Dua Inovasi Tingkatkan Kualitas Pilkada

:


Oleh Norvantry Bayu Akbar, Rabu, 19 Februari 2020 | 10:20 WIB - Redaktur: DT Waluyo - 1K


Jakarta, InfoPublik - Hajatan demokrasi kembali bakal digelar bangsa Indonesia di 2020 ini. Setelah pada tahun lalu Tanah Air sempat dihangatkan dengan pelaksanaan pemilihan umum (pemilu) presiden dan legislatif secara serentak, kali ini adalah pemilihan kepala daerah (pilkada).

Komisi Pemilihan Umum (KPU), lembaga yang dipimpin Arief Budiman mencatat itu ada 270 daerah yang akan menggelar pilkada secara serentak.
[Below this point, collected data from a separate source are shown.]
#[cfg(feature = "std")]
mod tests {
    use drogue_sensors::config::{ConfigError, HumidityResolution, TemperatureResolution};
    use drogue_sensors::drivers::sensors::hdc1000::register::config::{
        BatteryStatus, BATTERY_STATUS, HEATER, HUMIDITY_RESOLUTION, TEMPERATURE_RESOLUTION,
    };
    use drogue_sensors::drivers::sensors::hdc1000::register::TEMPERATURE;
    use drogue_sensors::drivers::sensors::hdc1000::{Hdc1000, ADDR};
    use drogue_sensors::drivers::sensors::OpenError;
    use drogue_sensors::drivers::transport::I2cTransport;
    use drogue_sensors::testutil::*;
    use drogue_sensors::traits::i2c::I2cAddress;
    use drogue_sensors::*;
    use embassy_futures::join::join;
    use embassy_time::Duration;
    use embedded_hal::i2c::ErrorKind;
    use futures::executor::block_on;
    use futures::StreamExt;
    use serde::Serialize;
    use std::thread;

    type Driver = SensorDriver<SimulatedHdc1000, RecordingDelay>;

    fn setup(
        identity: &str,
        bus_id: u8,
        configure: impl FnOnce(DeviceConfig) -> DeviceConfig,
    ) -> (SimulatedHdc1000, RecordingDelay, Driver) {
        let delay = RecordingDelay::new();
        let device = SimulatedHdc1000::new(ADDR, delay.clock());
        let mut bus = SimulatedBus::new().with_line(bus_id, device.clone());
        let config = configure(
            DeviceConfig::new(identity, SensorModel::Hdc1000)
                .unwrap()
                .bus(bus_id, ADDR),
        );
        let sensor = block_on(SensorDriver::open(&mut bus, config, delay.clone(), Conversions))
            .unwrap();
        (device, delay, sensor)
    }

    #[test]
    fn test_open_applies_resolutions() {
        let (device, delay, sensor) = setup("hdc", 1, |c| {
            c.resolution(TemperatureResolution::Bits11, HumidityResolution::Bits8)
        });

        assert_eq!(SensorModel::Hdc1000, sensor.model());
        assert_eq!(0x1600, device.config());
        assert_eq!(
            vec![15_000, 62_500, 15_000, 15_000, 15_000],
            delay.waits_us()
        );
        assert_eq!(
            vec![
                vec![0x02],
                vec![0x02, 0x10, 0x00],
                vec![0x02, 0x14, 0x00],
                vec![0x02, 0x16, 0x00],
            ],
            device.writes()
        );
    }

    #[test]
    fn test_open_failures() {
        let delay = RecordingDelay::new();
        let device = SimulatedHdc1000::new(ADDR, delay.clock());
        let mut bus = SimulatedBus::new().with_line(1, device);

        let config = DeviceConfig::new("hdc", SensorModel::Hdc1000)
            .unwrap()
            .bus(2, ADDR);
        let result = block_on(Driver::open(&mut bus, config, delay.clone(), Conversions));
        assert!(matches!(
            result,
            Err(OpenError::Acquisition(AcquisitionError::Unavailable))
        ));

        let config = DeviceConfig::new("hdc", SensorModel::Hdc1000)
            .unwrap()
            .target_unit(Unit::PercentRelativeHumidity);
        let result = block_on(Driver::open(&mut bus, config, delay.clone(), Conversions));
        assert!(matches!(
            result,
            Err(OpenError::Config(ConfigError::UnsupportedUnit(_)))
        ));

        // nothing answers at the wrong address
        let config = DeviceConfig::new("hdc", SensorModel::Hdc1000)
            .unwrap()
            .bus(1, 0x41);
        let result = block_on(Driver::open(&mut bus, config, delay, Conversions));
        assert!(matches!(
            result,
            Err(OpenError::Acquisition(AcquisitionError::Timeout))
        ));
    }

    #[test]
    fn test_measurement_in_target_unit() {
        let (device, delay, mut sensor) =
            setup("hdc", 1, |c| c.target_unit(Unit::Fahrenheit));
        device.set_reading(25.0, 50.0);
        let before = delay.waits_us().len();

        let m = block_on(sensor.acquire()).unwrap();

        assert!((m.primary - 77.0).abs() < 0.01, "{}", m.primary);
        assert!((m.secondary - 50.0).abs() < 0.01, "{}", m.secondary);
        // 13.85 °C
        assert!((m.derived - 56.93).abs() < 0.18, "{}", m.derived);
        assert_eq!(Unit::Fahrenheit, m.unit_primary);
        assert_eq!(Unit::PercentRelativeHumidity, m.unit_secondary);
        assert_eq!(Unit::Fahrenheit, m.unit_derived);
        assert_eq!(&[62_500, 15_000, 62_500], &delay.waits_us()[before..]);
    }

    #[test]
    fn test_raw_bounds() {
        let (device, _, mut sensor) = setup("hdc", 1, |c| c);

        device.set_raw(0x0000, 0x0000);
        let m = block_on(sensor.acquire()).unwrap();
        assert_eq!(-40.0, m.primary);
        assert_eq!(0.0, m.secondary);

        device.set_raw(0xFFFF, 0xFFFF);
        let m = block_on(sensor.acquire()).unwrap();
        assert!(m.primary > 124.99 && m.primary < 125.0, "{}", m.primary);
        assert!(m.secondary > 99.99 && m.secondary < 100.0, "{}", m.secondary);
    }

    #[test]
    fn test_configure_changes_only_its_field() {
        let (device, _, mut sensor) = setup("hdc", 1, |c| c);
        let settings = [
            (Setting::PrimaryResolution(TemperatureResolution::Bits11), TEMPERATURE_RESOLUTION, 0x0400),
            (Setting::PrimaryResolution(TemperatureResolution::Bits14), TEMPERATURE_RESOLUTION, 0x0000),
            (Setting::SecondaryResolution(HumidityResolution::Bits8), HUMIDITY_RESOLUTION, 0x0200),
            (Setting::SecondaryResolution(HumidityResolution::Bits11), HUMIDITY_RESOLUTION, 0x0100),
            (Setting::SecondaryResolution(HumidityResolution::Bits14), HUMIDITY_RESOLUTION, 0x0000),
            (Setting::Heater(true), HEATER, 0x2000),
            (Setting::Heater(false), HEATER, 0x0000),
        ];

        for start in [0x1000, 0x3E00, 0x1900, 0x0300, 0x2C00] {
            for (setting, mask, value) in settings {
                device.set_config(start);
                block_on(sensor.configure(setting)).unwrap();
                let after = device.config();
                assert_eq!(0, (start ^ after) & !mask, "{:?} from {:04X}", setting, start);
                assert_eq!(value, after & mask, "{:?} from {:04X}", setting, start);
            }
        }
    }

    #[test]
    fn test_status_registers() {
        let delay = RecordingDelay::new();
        let device = SimulatedHdc1000::new(ADDR, delay.clock());
        let mut bus = SimulatedBus::new().with_line(1, device.clone());
        let config = DeviceConfig::new("hdc", SensorModel::Hdc1000).unwrap();
        let mut sensor = block_on(Hdc1000::open(&mut bus, config, delay, Conversions)).unwrap();

        assert_eq!(0x5449, block_on(sensor.manufacturer_id()).unwrap());
        assert_eq!(0x1000, block_on(sensor.device_id()).unwrap());
        assert_eq!(0x0123_4567_8900, block_on(sensor.serial_number()).unwrap());
        assert_eq!(BatteryStatus::Ok, block_on(sensor.battery()).unwrap());

        device.set_config(device.config() | BATTERY_STATUS);
        assert_eq!(BatteryStatus::Low, block_on(sensor.battery()).unwrap());

        block_on(sensor.configure(Setting::Heater(true))).unwrap();
        assert!(block_on(sensor.heater()).unwrap());
        // read-only bit survives the write
        assert_eq!(BATTERY_STATUS, device.config() & BATTERY_STATUS);

        block_on(sensor.reset()).unwrap();
        assert_eq!(SimulatedHdc1000::POWER_ON_CONFIG, device.config());
    }

    #[test]
    fn test_reading_before_conversion_completes() {
        let delay = RecordingDelay::new();
        let device = SimulatedHdc1000::new(ADDR, delay.clock());
        let mut transport = I2cTransport::new(device, I2cAddress::new(ADDR), delay);

        block_on(transport.write_command(TEMPERATURE, &[], Duration::from_millis(10))).unwrap();
        assert_eq!(
            Err(AcquisitionError::Timeout),
            block_on(transport.read_response::<2>())
        );

        block_on(transport.write_command(TEMPERATURE, &[], Duration::from_micros(62_500)))
            .unwrap();
        assert!(block_on(transport.read_response::<2>()).is_ok());
    }

    #[test]
    fn test_fault_is_reported_not_raised() {
        let (device, _, sensor) = setup("hdc", 1, |c| c);
        let sink = RecordingSink::new();
        let mut acquisition = Acquisition::with_log(sensor, sink.clone());
        device.set_reading(21.0, 40.0);

        assert!(block_on(acquisition.temperature()).is_some());
        let good = *acquisition.latest().unwrap();

        device.fail_with(Some(ErrorKind::ArbitrationLoss));
        acquisition.invalidate();
        assert_eq!(None, block_on(acquisition.temperature()));
        assert_eq!(None, block_on(acquisition.dew_point()));
        assert_eq!(
            Fault::Acquisition(AcquisitionError::Bus(ErrorKind::ArbitrationLoss)),
            acquisition.fault()
        );
        assert_eq!(Some(&good), acquisition.latest());
        // one record per failed attempt
        assert_eq!(2, sink.faults());

        device.fail_with(None);
        device.set_reading(22.0, 40.0);
        let t = block_on(acquisition.temperature()).unwrap();
        assert!((t - 22.0).abs() < 0.01);
        assert_eq!(Fault::None, acquisition.fault());
        assert_eq!(2, sink.faults());
    }

    #[test]
    fn test_configure_starts_new_cycle() {
        let (device, _, sensor) = setup("hdc", 1, |c| c);
        let sink = RecordingSink::new();
        let mut acquisition = Acquisition::with_log(sensor, sink.clone());
        device.set_reading(21.0, 40.0);
        block_on(acquisition.get_or_acquire()).unwrap();

        device.set_reading(23.0, 40.0);
        block_on(acquisition.configure(Setting::Heater(true))).unwrap();
        let t = block_on(acquisition.temperature()).unwrap();

        assert!((t - 23.0).abs() < 0.01);
        assert_eq!(1, sink.count("Configured"));
    }

    #[test]
    fn test_readings_stream() {
        let (device, _, sensor) = setup("hdc", 1, |c| c);
        let mut acquisition = Acquisition::new(sensor);
        device.set_reading(18.0, 55.0);

        let readings: Vec<_> = block_on(acquisition.readings().take(3).collect());

        assert_eq!(3, readings.len());
        for reading in readings {
            let m = reading.unwrap();
            assert!((m.primary - 18.0).abs() < 0.01);
        }
    }

    #[test]
    fn test_devices_are_isolated_when_joined() {
        let (first, _, a) = setup("first", 1, |c| c);
        let (second, _, b) = setup("second", 2, |c| c.target_unit(Unit::Kelvin));
        first.set_reading(10.0, 20.0);
        second.set_reading(30.0, 80.0);
        let mut a = Acquisition::new(a);
        let mut b = Acquisition::new(b);

        let (ma, mb) = block_on(join(a.get_or_acquire(), b.get_or_acquire()));
        let (ma, mb) = (ma.unwrap(), mb.unwrap());

        assert!((ma.primary - 10.0).abs() < 0.01);
        assert!((ma.secondary - 20.0).abs() < 0.01);
        assert!((mb.primary - 303.15).abs() < 0.01);
        assert!((mb.secondary - 80.0).abs() < 0.01);
    }

    #[test]
    fn test_devices_are_isolated_across_threads() {
        let handles: Vec<_> = [(1u8, 21.0f32, 35.0f32), (2, 28.0, 60.0), (3, -5.0, 90.0)]
            .into_iter()
            .map(|(bus_id, temperature, humidity)| {
                thread::spawn(move || {
                    let identity = format!("device-{}", bus_id);
                    let (device, _, sensor) = setup(&identity, bus_id, |c| c);
                    device.set_reading(temperature, humidity);
                    let mut acquisition = Acquisition::new(sensor);
                    for _ in 0..20 {
                        acquisition.invalidate();
                        let m = block_on(acquisition.get_or_acquire()).unwrap();
                        assert!((m.primary - temperature).abs() < 0.01);
                        assert!((m.secondary - humidity).abs() < 0.01);
                    }
                })
            })
            .collect();

        for handle in handles {
            handle.join().unwrap();
        }
    }

    #[derive(Serialize)]
    struct RawConfig<'a> {
        identity: &'a str,
        model: &'a str,
        bus_id: u8,
        bus_address: u8,
        resolution_primary: u8,
        resolution_secondary: u8,
        target_unit: &'a str,
    }

    #[test]
    fn test_config_from_cbor() {
        let raw = RawConfig {
            identity: "greenhouse",
            model: "hdc1000",
            bus_id: 1,
            bus_address: 0x40,
            resolution_primary: 11,
            resolution_secondary: 8,
            target_unit: "fahrenheit",
        };
        let bytes = serde_cbor::to_vec(&raw).unwrap();
        let config: DeviceConfig = serde_cbor::from_slice(&bytes).unwrap();
        assert_eq!(
            DeviceConfig::new("greenhouse", SensorModel::Hdc1000)
                .unwrap()
                .resolution(TemperatureResolution::Bits11, HumidityResolution::Bits8)
                .target_unit(Unit::Fahrenheit),
            config
        );

        let bytes = serde_cbor::to_vec(&RawConfig {
            resolution_secondary: 12,
            ..raw
        })
        .unwrap();
        assert!(serde_cbor::from_slice::<DeviceConfig>(&bytes).is_err());
    }
}
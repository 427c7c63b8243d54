#![deny(unused_must_use)]

use std::{env, path::PathBuf};

use xshell::cmd;

fn main() -> Result<(), anyhow::Error> {
    let args = env::args().skip(1).collect::<Vec<_>>();
    let args = args.iter().map(|s| &**s).collect::<Vec<_>>();

    match &args[..] {
        ["ci"] => test_ci(),
        ["update"] => update(),
        _ => {
            println!("USAGE cargo xtask [ci|update]");
            Ok(())
        }
    }
}

fn update() -> Result<(), anyhow::Error> {
    let _p = xshell::pushd(root_dir())?;
    cmd!("cargo update").run()?;
    Ok(())
}

fn test_ci() -> Result<(), anyhow::Error> {
    let _e = xshell::pushenv("CI", "true");
    check_no_std()?;
    test_device()?;
    Ok(())
}

/// The library must build without std and without a logger.
fn check_no_std() -> Result<(), anyhow::Error> {
    let _p = xshell::pushd(device_dir())?;
    cmd!("cargo check --lib --no-default-features").run()?;
    cmd!("cargo check --lib --no-default-features --features defmt").run()?;
    Ok(())
}

fn test_device() -> Result<(), anyhow::Error> {
    let _p = xshell::pushd(device_dir())?;
    cmd!("cargo test --all").run()?;
    Ok(())
}

fn device_dir() -> PathBuf {
    let mut device = root_dir();
    device.push("device");
    device
}

fn root_dir() -> PathBuf {
    let mut xtask_dir = PathBuf::from(env!("CARGO_MANIFEST_DIR"));
    xtask_dir.pop();
    xtask_dir
}
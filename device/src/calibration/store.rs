use super::CalibrationSession;
use core::fmt::{Display, Formatter};

#[derive(Debug, Copy, Clone, PartialEq, Eq)]
#[cfg_attr(feature = "defmt", derive(defmt::Format))]
pub enum StoreError {
    /// The backing storage could not be reached.
    Unavailable,
    /// A stored session could not be decoded.
    Corrupt,
    /// No room for another session.
    Full,
}

impl Display for StoreError {
    fn fmt(&self, f: &mut Formatter<'_>) -> core::fmt::Result {
        match self {
            Self::Unavailable => write!(f, "session store unavailable"),
            Self::Corrupt => write!(f, "stored session is corrupt"),
            Self::Full => write!(f, "session store is full"),
        }
    }
}

/// Keeps calibration sessions between invocations.
///
/// At most one session exists per device identity; `save` replaces it.
#[allow(async_fn_in_trait)]
pub trait SessionStore {
    async fn load(&mut self, device: &str) -> Result<Option<CalibrationSession>, StoreError>;

    async fn save(&mut self, session: &CalibrationSession) -> Result<(), StoreError>;

    async fn remove(&mut self, device: &str) -> Result<(), StoreError>;
}

/// Single-slot in-memory store, one per device.
#[derive(Debug, Default)]
pub struct MemorySessionStore {
    session: Option<CalibrationSession>,
}

impl MemorySessionStore {
    pub const fn new() -> Self {
        Self { session: None }
    }
}

impl SessionStore for MemorySessionStore {
    async fn load(&mut self, device: &str) -> Result<Option<CalibrationSession>, StoreError> {
        Ok(self
            .session
            .as_ref()
            .filter(|s| s.device.as_str() == device)
            .cloned())
    }

    async fn save(&mut self, session: &CalibrationSession) -> Result<(), StoreError> {
        match &self.session {
            Some(current) if current.device != session.device => Err(StoreError::Full),
            _ => {
                self.session.replace(session.clone());
                Ok(())
            }
        }
    }

    async fn remove(&mut self, device: &str) -> Result<(), StoreError> {
        if matches!(&self.session, Some(s) if s.device.as_str() == device) {
            self.session.take();
        }
        Ok(())
    }
}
Terbagi atas  9 provinsi, 37 kota, dan 224 kabupaten.

Jumlah tersebut hampir separuh kabupaten/kota di Indonesia. Juga jauh lebih banyak dibandingkan dengan pilkada serentak 2018 yang berlangsung di 171 daerah (17 provinsi, 39 kota, dan 115 kabupaten).

Berdasarkan Peraturan KPU (PKPU) Nomor 15 Tahun 2019 tentang Tahapan, Program, dan Jadwal Penyelenggaraan Pemilihan Gubernur/Wakil Gubernur, Bupati/Wakil Bupati, dan Wali Kota/Wakil Wali Kota Tahun 2020, maka pemungutan suara pilkada serentak akan dilaksanakan pada 23 September 2020.

Guna menyukseskan hajatan besar ini, sejumlah inovasi pun diluncurkan oleh para pemangku kepentingan, seperti KPU dan Badan Pengawas Pemilu (Bawaslu).

Bagi KPU, inovasi memang sangat diperlukan guna mencegah peristiwa serupa yang terjadi saat penyelenggaraan Pemilu serentak 2019 kembali terulang pada Pilkada serentak 2020. Pasalnya, pada tahun lalu, sebanyak 894 orang petugas Kelompok Penyelenggara Pemungutan Suara (KPPS) meninggal dan 5.175 orang sakit selama pelaksanaan Pemilu serentak 2019.

Maka itu, perbaikan kualitas penyelenggaraan pemilu pun adalah sebuah keniscayaan dan penting untuk dipikirkan. Oleh karenanya, untuk tahun ini, KPU berencana menggunakan sistem rekapitulasi elektronik atau e-rekap dan salinan digital.

Di samping itu, menurut Ketua KPU Arief Budiman, penerapan e-rekap ini juga dimaksudkan untuk penghematan biaya logistik, di mana pada Pemilu 2019 lalu menghabiskan anggaran sebesar Rp2,9 triliun dari total anggaran Rp15,5 triliun.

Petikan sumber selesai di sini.